Activity: Some lines below hold "bool". Pick them out and copy them.

Data to examine:

Start of Block

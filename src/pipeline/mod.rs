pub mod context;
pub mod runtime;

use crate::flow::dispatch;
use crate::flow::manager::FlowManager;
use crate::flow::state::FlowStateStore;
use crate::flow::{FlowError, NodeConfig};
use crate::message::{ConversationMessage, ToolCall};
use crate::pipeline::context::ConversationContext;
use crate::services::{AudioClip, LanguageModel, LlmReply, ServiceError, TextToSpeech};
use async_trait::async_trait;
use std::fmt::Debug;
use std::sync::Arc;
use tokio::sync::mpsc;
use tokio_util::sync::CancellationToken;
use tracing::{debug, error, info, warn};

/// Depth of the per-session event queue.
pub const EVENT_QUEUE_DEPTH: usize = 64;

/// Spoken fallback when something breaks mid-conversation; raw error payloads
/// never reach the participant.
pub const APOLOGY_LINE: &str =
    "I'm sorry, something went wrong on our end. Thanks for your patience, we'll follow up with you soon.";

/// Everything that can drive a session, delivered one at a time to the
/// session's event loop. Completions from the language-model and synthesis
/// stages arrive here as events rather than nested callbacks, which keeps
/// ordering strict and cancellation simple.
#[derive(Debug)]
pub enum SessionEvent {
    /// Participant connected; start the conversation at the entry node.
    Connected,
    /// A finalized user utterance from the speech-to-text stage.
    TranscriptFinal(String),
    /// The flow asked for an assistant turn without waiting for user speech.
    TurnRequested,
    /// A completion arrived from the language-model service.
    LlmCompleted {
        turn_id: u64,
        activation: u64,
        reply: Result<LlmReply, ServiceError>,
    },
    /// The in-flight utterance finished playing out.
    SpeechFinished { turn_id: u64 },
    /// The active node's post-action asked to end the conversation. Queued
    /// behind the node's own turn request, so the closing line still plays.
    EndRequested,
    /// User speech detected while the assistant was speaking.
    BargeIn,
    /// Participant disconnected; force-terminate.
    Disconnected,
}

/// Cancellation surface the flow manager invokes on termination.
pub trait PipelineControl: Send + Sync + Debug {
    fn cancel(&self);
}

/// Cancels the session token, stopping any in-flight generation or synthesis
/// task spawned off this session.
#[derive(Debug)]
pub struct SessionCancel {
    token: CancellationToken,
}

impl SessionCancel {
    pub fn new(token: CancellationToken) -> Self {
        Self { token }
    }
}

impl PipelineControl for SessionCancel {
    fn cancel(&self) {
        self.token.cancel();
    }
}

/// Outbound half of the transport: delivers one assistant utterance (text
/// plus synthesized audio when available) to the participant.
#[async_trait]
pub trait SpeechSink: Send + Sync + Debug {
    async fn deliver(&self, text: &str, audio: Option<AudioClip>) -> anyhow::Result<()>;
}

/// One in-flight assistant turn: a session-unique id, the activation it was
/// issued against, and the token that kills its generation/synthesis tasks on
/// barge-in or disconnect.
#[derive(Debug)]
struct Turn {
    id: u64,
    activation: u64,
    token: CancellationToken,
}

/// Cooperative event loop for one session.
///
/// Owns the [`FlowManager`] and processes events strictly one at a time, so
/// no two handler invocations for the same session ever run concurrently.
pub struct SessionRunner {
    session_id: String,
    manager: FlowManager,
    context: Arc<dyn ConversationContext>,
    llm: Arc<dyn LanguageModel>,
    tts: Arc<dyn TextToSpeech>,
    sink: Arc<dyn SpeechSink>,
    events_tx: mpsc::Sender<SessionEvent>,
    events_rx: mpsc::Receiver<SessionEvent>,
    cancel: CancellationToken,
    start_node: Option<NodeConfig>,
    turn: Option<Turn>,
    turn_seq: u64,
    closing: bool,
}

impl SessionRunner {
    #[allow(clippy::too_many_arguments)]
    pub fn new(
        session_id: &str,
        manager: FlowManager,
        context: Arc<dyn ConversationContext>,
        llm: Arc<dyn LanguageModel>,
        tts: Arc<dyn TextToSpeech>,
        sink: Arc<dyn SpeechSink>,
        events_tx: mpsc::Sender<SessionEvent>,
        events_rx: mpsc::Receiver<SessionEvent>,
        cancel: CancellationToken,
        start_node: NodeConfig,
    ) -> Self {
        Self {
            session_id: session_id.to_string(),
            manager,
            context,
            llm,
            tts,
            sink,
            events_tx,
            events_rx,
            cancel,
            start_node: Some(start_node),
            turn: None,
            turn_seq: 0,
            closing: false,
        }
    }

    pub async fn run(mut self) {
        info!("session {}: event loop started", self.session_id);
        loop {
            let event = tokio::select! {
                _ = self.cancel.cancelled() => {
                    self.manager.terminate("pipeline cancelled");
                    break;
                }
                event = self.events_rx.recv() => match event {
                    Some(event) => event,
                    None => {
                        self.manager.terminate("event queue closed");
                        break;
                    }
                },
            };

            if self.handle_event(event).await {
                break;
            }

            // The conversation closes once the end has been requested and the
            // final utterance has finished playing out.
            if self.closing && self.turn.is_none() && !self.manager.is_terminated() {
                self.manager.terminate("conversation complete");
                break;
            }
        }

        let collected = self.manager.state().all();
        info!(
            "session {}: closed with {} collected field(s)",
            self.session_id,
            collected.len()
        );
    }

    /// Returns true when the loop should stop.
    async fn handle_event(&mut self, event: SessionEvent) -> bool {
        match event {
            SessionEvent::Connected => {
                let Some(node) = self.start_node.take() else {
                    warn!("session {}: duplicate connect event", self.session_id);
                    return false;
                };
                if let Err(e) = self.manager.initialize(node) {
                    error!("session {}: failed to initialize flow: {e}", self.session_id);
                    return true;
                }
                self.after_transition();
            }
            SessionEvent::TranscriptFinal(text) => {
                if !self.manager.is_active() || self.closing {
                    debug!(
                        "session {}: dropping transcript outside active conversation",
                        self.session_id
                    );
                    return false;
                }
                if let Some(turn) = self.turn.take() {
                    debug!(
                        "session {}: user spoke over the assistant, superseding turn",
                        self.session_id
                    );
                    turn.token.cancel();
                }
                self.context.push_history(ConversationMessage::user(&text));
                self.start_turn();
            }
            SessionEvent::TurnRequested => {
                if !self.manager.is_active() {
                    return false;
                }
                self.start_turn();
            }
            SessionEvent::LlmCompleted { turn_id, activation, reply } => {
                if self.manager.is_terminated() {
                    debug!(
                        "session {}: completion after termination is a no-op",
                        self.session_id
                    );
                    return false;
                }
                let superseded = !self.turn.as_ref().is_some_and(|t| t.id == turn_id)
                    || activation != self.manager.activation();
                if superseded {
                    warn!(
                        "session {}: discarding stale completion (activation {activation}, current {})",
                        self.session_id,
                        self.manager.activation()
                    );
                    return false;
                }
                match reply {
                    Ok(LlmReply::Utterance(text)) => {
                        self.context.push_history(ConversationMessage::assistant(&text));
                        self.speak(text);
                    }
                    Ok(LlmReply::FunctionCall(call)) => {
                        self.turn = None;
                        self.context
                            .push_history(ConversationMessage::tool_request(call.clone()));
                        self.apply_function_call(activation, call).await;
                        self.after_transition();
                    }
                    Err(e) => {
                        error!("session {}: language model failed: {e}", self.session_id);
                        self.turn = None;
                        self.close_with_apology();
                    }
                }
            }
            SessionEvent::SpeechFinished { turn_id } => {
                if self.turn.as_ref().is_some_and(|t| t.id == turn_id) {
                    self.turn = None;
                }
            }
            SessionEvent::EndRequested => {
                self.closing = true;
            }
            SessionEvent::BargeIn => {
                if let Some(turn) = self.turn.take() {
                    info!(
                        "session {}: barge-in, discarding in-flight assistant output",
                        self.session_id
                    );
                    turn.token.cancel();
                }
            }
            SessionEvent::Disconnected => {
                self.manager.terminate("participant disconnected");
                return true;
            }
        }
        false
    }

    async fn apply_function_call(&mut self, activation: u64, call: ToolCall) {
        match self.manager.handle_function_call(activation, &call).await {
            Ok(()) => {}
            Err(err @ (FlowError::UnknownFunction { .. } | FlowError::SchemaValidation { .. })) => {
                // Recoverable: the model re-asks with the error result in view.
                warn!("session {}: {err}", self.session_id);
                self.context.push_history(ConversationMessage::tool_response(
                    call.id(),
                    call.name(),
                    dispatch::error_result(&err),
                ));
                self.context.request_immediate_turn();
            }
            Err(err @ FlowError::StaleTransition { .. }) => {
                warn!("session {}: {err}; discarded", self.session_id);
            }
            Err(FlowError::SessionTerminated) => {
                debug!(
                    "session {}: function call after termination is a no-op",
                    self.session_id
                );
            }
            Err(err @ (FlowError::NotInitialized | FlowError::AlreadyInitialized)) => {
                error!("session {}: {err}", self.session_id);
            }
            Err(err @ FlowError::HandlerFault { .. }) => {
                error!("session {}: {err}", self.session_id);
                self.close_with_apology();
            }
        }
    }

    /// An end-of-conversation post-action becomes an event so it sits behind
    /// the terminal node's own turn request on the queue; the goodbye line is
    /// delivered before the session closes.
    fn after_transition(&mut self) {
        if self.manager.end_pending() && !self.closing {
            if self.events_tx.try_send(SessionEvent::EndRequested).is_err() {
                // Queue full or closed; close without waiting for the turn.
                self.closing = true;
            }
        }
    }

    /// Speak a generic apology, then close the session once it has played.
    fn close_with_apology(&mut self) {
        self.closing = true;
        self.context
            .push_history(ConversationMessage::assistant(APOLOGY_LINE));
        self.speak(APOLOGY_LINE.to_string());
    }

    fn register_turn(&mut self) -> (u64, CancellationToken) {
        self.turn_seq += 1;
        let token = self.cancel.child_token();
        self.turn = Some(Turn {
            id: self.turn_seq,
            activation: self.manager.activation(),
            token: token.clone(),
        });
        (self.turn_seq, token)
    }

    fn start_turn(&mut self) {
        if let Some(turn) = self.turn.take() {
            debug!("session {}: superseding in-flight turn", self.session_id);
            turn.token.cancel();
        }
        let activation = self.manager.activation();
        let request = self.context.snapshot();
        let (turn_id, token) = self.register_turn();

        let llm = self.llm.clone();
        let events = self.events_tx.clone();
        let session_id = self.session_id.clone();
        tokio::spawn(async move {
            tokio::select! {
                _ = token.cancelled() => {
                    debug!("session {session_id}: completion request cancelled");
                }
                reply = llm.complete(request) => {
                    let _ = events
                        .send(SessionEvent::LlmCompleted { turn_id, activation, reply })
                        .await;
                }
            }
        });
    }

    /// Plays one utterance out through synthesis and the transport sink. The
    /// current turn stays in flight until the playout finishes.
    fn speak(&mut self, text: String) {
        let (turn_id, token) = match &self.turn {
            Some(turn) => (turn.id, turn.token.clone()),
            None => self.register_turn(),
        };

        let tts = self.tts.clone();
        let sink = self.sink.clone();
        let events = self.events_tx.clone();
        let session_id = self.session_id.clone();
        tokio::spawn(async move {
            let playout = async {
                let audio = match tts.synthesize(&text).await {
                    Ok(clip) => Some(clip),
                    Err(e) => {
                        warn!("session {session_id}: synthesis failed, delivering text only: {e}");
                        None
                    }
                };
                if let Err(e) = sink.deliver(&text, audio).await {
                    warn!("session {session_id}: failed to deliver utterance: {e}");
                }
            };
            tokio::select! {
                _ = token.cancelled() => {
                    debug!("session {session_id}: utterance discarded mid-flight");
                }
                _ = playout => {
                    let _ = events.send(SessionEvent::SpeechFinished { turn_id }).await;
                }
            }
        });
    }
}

End of Block
Start of Block

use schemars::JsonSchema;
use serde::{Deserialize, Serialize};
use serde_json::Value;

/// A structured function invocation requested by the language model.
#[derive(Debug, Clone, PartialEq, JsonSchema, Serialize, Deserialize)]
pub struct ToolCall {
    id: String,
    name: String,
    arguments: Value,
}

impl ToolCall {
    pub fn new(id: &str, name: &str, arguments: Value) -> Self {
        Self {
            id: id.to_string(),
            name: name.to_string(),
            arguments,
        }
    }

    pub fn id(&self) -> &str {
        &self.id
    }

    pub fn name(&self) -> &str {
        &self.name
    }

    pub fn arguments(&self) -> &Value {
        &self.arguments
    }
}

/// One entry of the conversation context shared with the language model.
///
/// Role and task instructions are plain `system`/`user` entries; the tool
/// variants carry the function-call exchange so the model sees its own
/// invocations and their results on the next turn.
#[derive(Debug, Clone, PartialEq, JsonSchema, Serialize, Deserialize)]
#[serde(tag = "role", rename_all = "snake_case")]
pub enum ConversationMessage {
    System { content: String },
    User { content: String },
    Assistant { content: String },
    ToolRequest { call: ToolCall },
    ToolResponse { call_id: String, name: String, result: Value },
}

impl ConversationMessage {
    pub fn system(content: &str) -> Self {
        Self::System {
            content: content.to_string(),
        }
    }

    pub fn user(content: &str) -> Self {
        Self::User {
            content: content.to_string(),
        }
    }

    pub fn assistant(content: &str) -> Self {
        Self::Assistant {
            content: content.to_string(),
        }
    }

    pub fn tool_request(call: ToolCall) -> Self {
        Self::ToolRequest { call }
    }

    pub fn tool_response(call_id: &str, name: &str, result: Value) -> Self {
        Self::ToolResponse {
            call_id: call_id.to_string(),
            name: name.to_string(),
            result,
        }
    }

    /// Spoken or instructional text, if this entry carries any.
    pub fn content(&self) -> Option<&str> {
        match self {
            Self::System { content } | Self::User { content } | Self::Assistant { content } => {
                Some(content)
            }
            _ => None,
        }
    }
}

End of Block

Solution to this task:
    closing: bool,
    async fn handle_event(&mut self, event: SessionEvent) -> bool {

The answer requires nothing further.